На часах — последняя четверть двадцатого века. За окном — Маркизова Лужа. Крупные ямбические волны ходят по реке, растекаются по плоской щеке пейзажа, выходя за пределы набережных, и поднимаются вверх. Что, что тревожит притаившегося на окраине бывшей столицы писателя, который прислушивается к дробному звуку будильника и прихотливому ритму одиночества пустой квартиры?
Конечно, можно предположить, что он предвидит приближение рокового события, угадывая его по приметам и перекличке голосов. Однако, может быть, это художественное волнение, и вот он сейчас сорвется босиком с постели, прошлепает голыми ступнями по холодному линолеуму, присядет в одном белье на краешек стула — и пойдет, пойдет писать губерния в творческом запале! Чем плоха горячка вдохновения в строгой раме белого листа? Пьет воспаленная черная кровь пера прозрачную ледяную воду бумажного забвения, будто обматывают холодные мокрые простыни больную вспотевшую душу для снятия сладкого жара. Что может быть прекрасней начала — когда еще ничего толком не написано, зато задумано много; будущее — естественный союзник счастья — впереди, и его надо только воплотить, можно даже прямо сейчас, в столь подходящем антураже извечного ощущения тепла и защищенности, тонкого привкуса домашнего уюта.

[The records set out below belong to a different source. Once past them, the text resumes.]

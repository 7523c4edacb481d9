//! Authorization checks applied as route middleware.
//!
//! Each submodule protects one kind of resource, so that handlers behind it
//! only run for users allowed to reach that resource.

pub(crate) mod groups;

use async_trait::async_trait;
use axum::{extract::Request, http::StatusCode, middleware::Next, response::IntoResponse};
use domain::{group as GroupApi, Id};
use log::*;
use service::AppState;

/// Trait representing a single authorization rule.
///
/// Implementors answer **“is the authenticated user allowed to proceed?”**.
/// The rule receives the shared application state, the authenticated user and
/// any additional [`Id`] parameters supplied by the caller.
#[async_trait]
pub trait Check: Send + Sync {
    async fn eval(&self, app: &AppState, user: &domain::users::Model, args: Vec<Id>) -> bool;
}

/// Pairs a [`Check`] implementation with the concrete arguments that the rule
/// should receive when evaluated.
pub(crate) struct Predicate {
    predicate: Box<dyn Check>,
    args: Vec<Id>,
}

impl Predicate {
    pub(crate) fn new<C: Check + 'static>(predicate: C, args: Vec<Id>) -> Self {
        Self {
            predicate: Box::new(predicate),
            args,
        }
    }

    pub(crate) async fn check(&self, app_state: &AppState, user: &domain::users::Model) -> bool {
        self.predicate
            .eval(app_state, user, self.args.clone())
            .await
    }
}

/// Axum middleware body that enforces one or more [`Predicate`]s in order.
/// The first rule returning `false` aborts the request with **403 FORBIDDEN**.
pub(crate) async fn authorize(
    app_state: &AppState,
    authenticated_user: domain::users::Model,
    request: Request,
    next: Next,
    checks: Vec<Predicate>,
) -> impl IntoResponse {
    for check in checks {
        if !check.check(app_state, &authenticated_user).await {
            return (StatusCode::FORBIDDEN, "FORBIDDEN").into_response();
        }
    }
    next.run(request).await
}

pub struct UserInGroup;

#[async_trait]
impl Check for UserInGroup {
    async fn eval(
        &self,
        app_state: &AppState,
        authenticated_user: &domain::users::Model,
        args: Vec<Id>,
    ) -> bool {
        let Some(group_id) = args.first().copied() else {
            return false;
        };
        match GroupApi::is_member(app_state.db_conn_ref(), group_id, authenticated_user.id).await {
            Ok(is_member) => is_member,
            Err(e) => {
                error!("Failed to look up membership of group {group_id}: {e}");
                false
            }
        }
    }
}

И тут раздается звонок. Только без паники. Без холодного или горячего литературного пота. Мало ли кто может позвонить в писательскую квартиру на рассвете, который выкрасил белой кистью воздух, прогрунтовал холст дня, высушил тротуары и набережные, разогнал последних прохожих утренним холодком. Никаких мыслей об аресте, так, почему-то упавшая душа. Несколько шагов по инерции, неся с собой еще нерастаявший контур сна. И поневоле — отнюдь не на прощание, затягивает воронкой взгляда штриховой очерк косо висящей на стене карты, овальное зеркало, двустворчатый иконостас: из бумажных флагов, игральных карт и выгоревших газет; серебряный фруктовый нож и яблочный огрызок на подоконнике, а чуть выше бело-гипсовую рублевскую Троицу. И, споткнувшись о тряпку, последний шаг перед дверью.
Зачем-то торопясь, рука откручивает замок, скидывает кандальную цепочку не с первого рывка, а с каким-то сомнамбулическим тремоло. Хотя тут-то, а почему нет, он угадывает по напряженной тишине и затаенному дыханию, что не один человек притаился за обитой дерматином дверью, а целая толпа непрошеных теней. Но дверь уже распахнута, и, вместе с ринувшимся в проем светом, в жизнь входит новая, пока еще идущая на цыпочках эпоха.
КОММЕНТАРИИ
© Н. Климонтович, комментарий
© Б. Останин, комментарий
© М. Успенский, комментарий
© М. Шейнкер, комментарий
«Момемуры» Михаила Берга – уникальное свидетельство об уникальном мире «второй культуры» – острове психологической и творческой свободы в океане политической несвободы – ленинградском и московском андеграунде 70-80-х годов (или «К-2», если воспользоваться обозначением автора). Роман М.Берга исторически и хронологически принадлежит исследуемому периоду, но создан в тот момент, когда «вторая культура», как, впрочем, и вся советская культура, в том числе в ее диссидентском, нонконформистском изводе, переживала кризис. И, не случись резкого поворота руля, многие биографии, в том числе тех, кто поменяли подполье на всемирную славу (или, напротив, на обескураживающую пустоту), сложились бы, скорее всего, иначе.